Elf on the Shelf is a scourge. Tout in the sprouts, more like. A rat in a hat. An army of tale-telling sprites sent to spy and grass on kids just doing their best in the run-up to Christmas. We’ve been warned for years that the phones and the Alexas and the Google Homes are listening to us and now we’re willingly adding magical beings with a hotline to Santa into the mix?
Far be it from me to criticise any of the diaspora of the North Pole. If Daidí na Nollag sees fit to send a legion of elves on shelves out across the world to keep an eye on who belongs on what list, then I’m loath to criticise. However, I believe the elves on shelves are the product of decentralisation and delegation. Some time in the past 20 years Santa’s workload became a little too much for the Big Man and he pondered getting some help to carry out all his duties. In stepped the Americans, who go absolutely buck wild for new traditions given their history is a millisecond long in the grand scheme of things. They developed this army of spying elves who move into homes for the month of December and report back to HQ in Lapland. I’m not blaming Santa here, let’s be clear. I doubt he even knows how serious it has become.

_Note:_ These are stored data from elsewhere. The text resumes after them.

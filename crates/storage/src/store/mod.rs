#![forbid(unsafe_code)]

mod assign;
mod error;
mod jobs;
mod notes;
mod requests;

pub use error::StoreError;
pub use requests::*;

use rusqlite::{Connection, ErrorCode, OptionalExtension, Transaction, params};
use std::path::{Path, PathBuf};
use std::time::Duration;

const SCHEMA_VERSION: i64 = 1;
const DB_FILE: &str = "groundwork.db";

pub const DEFAULT_MAX_PHOTOS_PER_JOB: usize = 25;

const MAX_SITE_NAME_LEN: usize = 200;
const MAX_STATIC_FIELD_LEN: usize = 500;
const MAX_PHOTO_PATH_LEN: usize = 512;
const MAX_NOTE_LEN: usize = 4_000;
const MAX_LIST_LIMIT: usize = 200;

const JOB_COLUMNS: &str = "id, site_name, quote, address, order_no, order_period, area, \
     summer_schedule, winter_schedule, contact, gate_code, map_link, priority, \
     assigned_to, status, scheduled_date, start_time_ms, finish_time_ms, photos_json";

#[derive(Clone, Copy, Debug)]
pub struct StoreConfig {
    pub max_photos_per_job: usize,
}

impl Default for StoreConfig {
    fn default() -> Self {
        Self {
            max_photos_per_job: DEFAULT_MAX_PHOTOS_PER_JOB,
        }
    }
}

#[derive(Debug)]
pub struct SqliteStore {
    conn: Connection,
    storage_dir: PathBuf,
    config: StoreConfig,
}

impl SqliteStore {
    pub fn open(storage_dir: impl AsRef<Path>) -> Result<Self, StoreError> {
        Self::open_with_config(storage_dir, StoreConfig::default())
    }

    pub fn open_with_config(
        storage_dir: impl AsRef<Path>,
        config: StoreConfig,
    ) -> Result<Self, StoreError> {
        if config.max_photos_per_job == 0 {
            return Err(StoreError::InvalidInput(
                "max_photos_per_job must be at least 1",
            ));
        }

        let storage_dir = storage_dir.as_ref().to_path_buf();
        std::fs::create_dir_all(&storage_dir)?;

        let conn = Connection::open(storage_dir.join(DB_FILE))?;
        conn.busy_timeout(Duration::from_secs(5))?;
        conn.execute_batch(
            "PRAGMA journal_mode=WAL;\n\
             PRAGMA synchronous=NORMAL;\n\
             PRAGMA foreign_keys=ON;",
        )?;

        install_schema(&conn)?;

        Ok(Self {
            conn,
            storage_dir,
            config,
        })
    }

    pub fn storage_dir(&self) -> &Path {
        &self.storage_dir
    }

    pub fn max_photos_per_job(&self) -> usize {
        self.config.max_photos_per_job
    }
}

fn install_schema(conn: &Connection) -> Result<(), StoreError> {
    conn.execute_batch(
        r#"
        CREATE TABLE IF NOT EXISTS meta (
          key TEXT PRIMARY KEY,
          value TEXT NOT NULL
        );

        CREATE TABLE IF NOT EXISTS jobs (
          id INTEGER PRIMARY KEY AUTOINCREMENT,
          site_name TEXT NOT NULL UNIQUE,
          quote TEXT,
          address TEXT,
          order_no TEXT,
          order_period TEXT,
          area TEXT,
          summer_schedule TEXT,
          winter_schedule TEXT,
          contact TEXT,
          gate_code TEXT,
          map_link TEXT,
          priority TEXT NOT NULL DEFAULT 'normal',
          assigned_to INTEGER,
          status TEXT NOT NULL DEFAULT 'pending',
          scheduled_date TEXT,
          start_time_ms INTEGER,
          finish_time_ms INTEGER,
          photos_json TEXT
        );

        CREATE INDEX IF NOT EXISTS idx_jobs_assigned_to ON jobs(assigned_to);
        CREATE INDEX IF NOT EXISTS idx_jobs_status ON jobs(status);
        CREATE INDEX IF NOT EXISTS idx_jobs_scheduled_date ON jobs(scheduled_date);

        CREATE TABLE IF NOT EXISTS job_notes (
          id INTEGER PRIMARY KEY AUTOINCREMENT,
          job_id INTEGER NOT NULL REFERENCES jobs(id) ON DELETE CASCADE,
          author_id INTEGER NOT NULL,
          author_name TEXT NOT NULL,
          author_role TEXT NOT NULL,
          note TEXT NOT NULL,
          photo_path TEXT,
          created_at_ms INTEGER NOT NULL
        );

        CREATE INDEX IF NOT EXISTS idx_job_notes_job_created
          ON job_notes(job_id, created_at_ms);
        "#,
    )?;

    conn.execute(
        "INSERT INTO meta(key, value) VALUES ('schema_version', ?1) \
         ON CONFLICT(key) DO UPDATE SET value=excluded.value",
        params![SCHEMA_VERSION.to_string()],
    )?;

    Ok(())
}

fn now_ms() -> i64 {
    use std::time::{SystemTime, UNIX_EPOCH};

    let now = match SystemTime::now().duration_since(UNIX_EPOCH) {
        Ok(duration) => duration,
        Err(_) => return 0,
    };

    i64::try_from(now.as_millis()).unwrap_or(i64::MAX)
}

type RawJobRow = (JobRow, Option<String>);

fn read_job_row(row: &rusqlite::Row<'_>) -> Result<RawJobRow, rusqlite::Error> {
    let photos_json: Option<String> = row.get(18)?;
    let job = JobRow {
        id: row.get(0)?,
        site_name: row.get(1)?,
        quote: row.get(2)?,
        address: row.get(3)?,
        order_no: row.get(4)?,
        order_period: row.get(5)?,
        area: row.get(6)?,
        summer_schedule: row.get(7)?,
        winter_schedule: row.get(8)?,
        contact: row.get(9)?,
        gate_code: row.get(10)?,
        map_link: row.get(11)?,
        priority: row.get(12)?,
        assigned_to: row.get(13)?,
        status: row.get(14)?,
        scheduled_date: row.get(15)?,
        start_time_ms: row.get(16)?,
        finish_time_ms: row.get(17)?,
        photos: Vec::new(),
    };
    Ok((job, photos_json))
}

fn finish_job_row(raw: RawJobRow) -> Result<JobRow, StoreError> {
    let (mut job, photos_json) = raw;
    job.photos = decode_photo_list(photos_json)?;
    Ok(job)
}

fn job_by_id_tx(tx: &Transaction<'_>, job_id: i64) -> Result<Option<JobRow>, StoreError> {
    let raw = tx
        .query_row(
            &format!("SELECT {JOB_COLUMNS} FROM jobs WHERE id=?1"),
            params![job_id],
            read_job_row,
        )
        .optional()?;
    match raw {
        Some(raw) => Ok(Some(finish_job_row(raw)?)),
        None => Ok(None),
    }
}

fn ensure_job_exists_tx(tx: &Transaction<'_>, job_id: i64) -> Result<(), StoreError> {
    let exists = tx
        .query_row(
            "SELECT 1 FROM jobs WHERE id=?1",
            params![job_id],
            |row| row.get::<_, i64>(0),
        )
        .optional()?
        .is_some();

    if exists {
        Ok(())
    } else {
        Err(StoreError::UnknownJob { job_id })
    }
}

fn encode_photo_list(items: &[String]) -> String {
    // Deterministic encoding; ordering is append order.
    serde_json::to_string(items).unwrap_or_else(|_| "[]".to_string())
}

fn decode_photo_list(raw: Option<String>) -> Result<Vec<String>, StoreError> {
    let Some(raw) = raw else {
        return Ok(Vec::new());
    };
    let trimmed = raw.trim();
    if trimmed.is_empty() {
        return Ok(Vec::new());
    }
    serde_json::from_str::<Vec<String>>(trimmed)
        .map_err(|_| StoreError::InvalidInput("stored photo list is invalid json"))
}

fn normalize_site_name(raw: &str) -> Result<String, StoreError> {
    let raw = raw.trim();
    if raw.is_empty() {
        return Err(StoreError::InvalidInput("site_name must not be empty"));
    }
    Ok(raw.chars().take(MAX_SITE_NAME_LEN).collect())
}

fn normalize_static_field(raw: Option<String>) -> Option<String> {
    let raw = raw?;
    let trimmed = raw.trim();
    if trimmed.is_empty() {
        return None;
    }
    Some(trimmed.chars().take(MAX_STATIC_FIELD_LEN).collect())
}

fn normalize_priority(raw: Option<String>) -> Result<String, StoreError> {
    let Some(raw) = raw else {
        return Ok("normal".to_string());
    };
    let lowered = raw.trim().to_ascii_lowercase();
    if lowered.is_empty() {
        return Ok("normal".to_string());
    }
    if !matches!(lowered.as_str(), "low" | "normal" | "high") {
        return Err(StoreError::InvalidInput(
            "priority must be low|normal|high",
        ));
    }
    Ok(lowered)
}

fn normalize_photo_path(raw: &str) -> Result<String, StoreError> {
    let raw = raw.trim();
    if raw.is_empty() {
        return Err(StoreError::InvalidInput("photo path must not be empty"));
    }
    if raw.len() > MAX_PHOTO_PATH_LEN {
        return Err(StoreError::InvalidInput("photo path is too long"));
    }
    Ok(raw.to_string())
}

fn normalize_note_text(raw: &str) -> Result<String, StoreError> {
    let raw = raw.trim();
    if raw.is_empty() {
        return Err(StoreError::InvalidInput("note must not be empty"));
    }
    Ok(raw.chars().take(MAX_NOTE_LEN).collect())
}

/// Dates travel as `YYYY-MM-DD` strings; NULL means "today/unscheduled".
fn normalize_date(raw: &str) -> Result<String, StoreError> {
    let raw = raw.trim();
    let bytes = raw.as_bytes();
    let shape_ok = bytes.len() == 10
        && bytes[4] == b'-'
        && bytes[7] == b'-'
        && bytes
            .iter()
            .enumerate()
            .all(|(i, b)| matches!(i, 4 | 7) || b.is_ascii_digit());
    if !shape_ok {
        return Err(StoreError::InvalidInput("date must be YYYY-MM-DD"));
    }
    Ok(raw.to_string())
}

fn is_unique_violation(err: &rusqlite::Error) -> bool {
    match err {
        rusqlite::Error::SqliteFailure(code, message) => {
            code.code == ErrorCode::ConstraintViolation
                || message
                    .as_deref()
                    .is_some_and(|value| value.contains("UNIQUE constraint failed"))
        }
        _ => false,
    }
}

Parents get themselves into the cycle with a naive “what harm?” and next thing they’re cleaning tiny footprints off the kitchen counters at half seven on a Tuesday morning
We love nothing more than importing an American tradition, although mercifully the ammunition-fuelled gender reveal parties never took off. Baby showers are firmly ensconced though, and every day we move closer to inexplicably celebrating Thanksgiving and serving marshmallows for dinner. It makes sense that the Elf on the Shelf took hold here like a virus. Kids beg for the little blighters, and parents get themselves into the cycle with a naive “what harm?” and next thing they’re cleaning tiny footprints off the kitchen counters at half seven on a Tuesday morning. The words “rod”, “own” and “back” spring to mind but each to their own.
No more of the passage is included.